Another distinguishing feature of this superfamily is that PIF/Harbinger elements are responsible for the generation and amplification of Tourist-like miniature inverted repeat transposable elements (MITEs), one of the two predominant MITE families (the other being Stowaway). MITEs are small (100-500 bp) non-coding elements with the ability to amplify rapidly from one or a few near-identical elements to hundreds or thousands of copies . MITEs comprise ~5% of the rice genome  and are abundant in the genomes of some animals including mosquitoes , zebrafish  and humans [17, 18]. Where MITEs have been analysed on a genome-wide basis, they appear to play a significant role in gene evolution as they are abundant and insert preferentially into or near genes . In order to understand the success of Tourist-MITEs we need to first understand the transposition mechanism of PIF/Harbinger elements. With this goal in mind, we focus in this study on the rice mPing element, which is the only known active MITE.
Computational analysis of the sequenced genome of the rice (Oryza sativa, japonica) cultivar Nipponbare led to the identification of mPing . mPing was independently discovered to be actively transposing in the rice strain Gimbozu/EG4  and in rice anther culture . Further analysis revealed that this 431 bp Tourist-like MITE is a perfect deletion derivative of the 4.5 kb Ping element, which is present as a single copy in the Nipponbare genome and is a member of the PIF/Harbinger superfamily . Thus, it came as a surprise to find that mPing was actively transposing in an indica rice cell culture line that lacked the Ping element . The most likely source of TPase was determined to be the closely related Pong element, which is present in multiple copies in all tested strains of Oryza sativa. Subsequent studies with transgenic Arabidopsis confirmed that either Ping or Pong proteins were able to mobilize mPing and that transposition required functional copies of ORF1 and TPase .
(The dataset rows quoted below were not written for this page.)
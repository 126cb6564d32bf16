pub mod board;
pub mod due_date;
pub mod query;
pub mod sorting;
pub mod task;

pub use board::{Board, BoardId};
pub use due_date::{parse_due_date, DueDate, DueLabel, Urgency};
pub use query::{
    board_summary, filter_and_sort_boards, filter_and_sort_tasks, filter_sort_paginate_tasks,
    task_page, BoardSummary, PageRequest, TaskFilter, TaskPage, TaskSort,
};
pub use sorting::{sort_boards, sort_tasks, BoardSortKey, SortOrder, TaskSortField};
pub use task::{Priority, Task, TaskDraft, TaskId, TaskPatch, TaskStatus};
Heterologous assay systems in plants and human cell culture have provided clues to the function of ORF1 protein and the reason why two proteins are required for transposition [9, 10]. For most class 2 elements, the TPase contains a conserved catalytic domain (DDE) and a DNA binding domain that recognizes and binds to the terminal inverted repeat (TIR) and/or subterminal regions . In contrast, the TPase of characterized members of the PIF/Harbinger superfamily lacks an obvious binding domain. Instead, a conserved Myb-like domain in ORF1 protein was hypothesized to be involved in DNA binding [5, 6]. This model was supported by studies with Harbinger3N_DR, an artificial element whose reconstruction was guided by building consensus sequences from the zebrafish genome . Harbinger3N_DR was mobilized in human cells only when both the reconstructed Harbinger3_DR TPase and ORF1 proteins were co-expressed . Furthermore, ORF1 protein was shown to bind the Harbinger3N_DR TIRs and interact with TPase. Finally, this study found that interaction with ORF1 protein was required for nuclear localization of TPase . These results suggest that ORF1 protein plays a critical role by positioning the TPase both in the nucleus and at the TIR where excision occurs.
We were motivated to develop a more facile assay system as a first step in the understanding of the amplification of MITEs and to dissect the complex transposition mechanism catalyzed by the PIF/Harbinger proteins. Here we report a yeast assay that recapitulates all of the features of excision and reinsertion of mPing as seen in plant systems. Furthermore, we demonstrate the validity of the yeast model by showing that a mutation of a putative nuclear export signal (NES) in the TPase increased transposition both in yeast and plants. These results provide a platform for further analysis of the regulation of other PIF/Harbinger elements and their relationships to Tourist-like MITEs.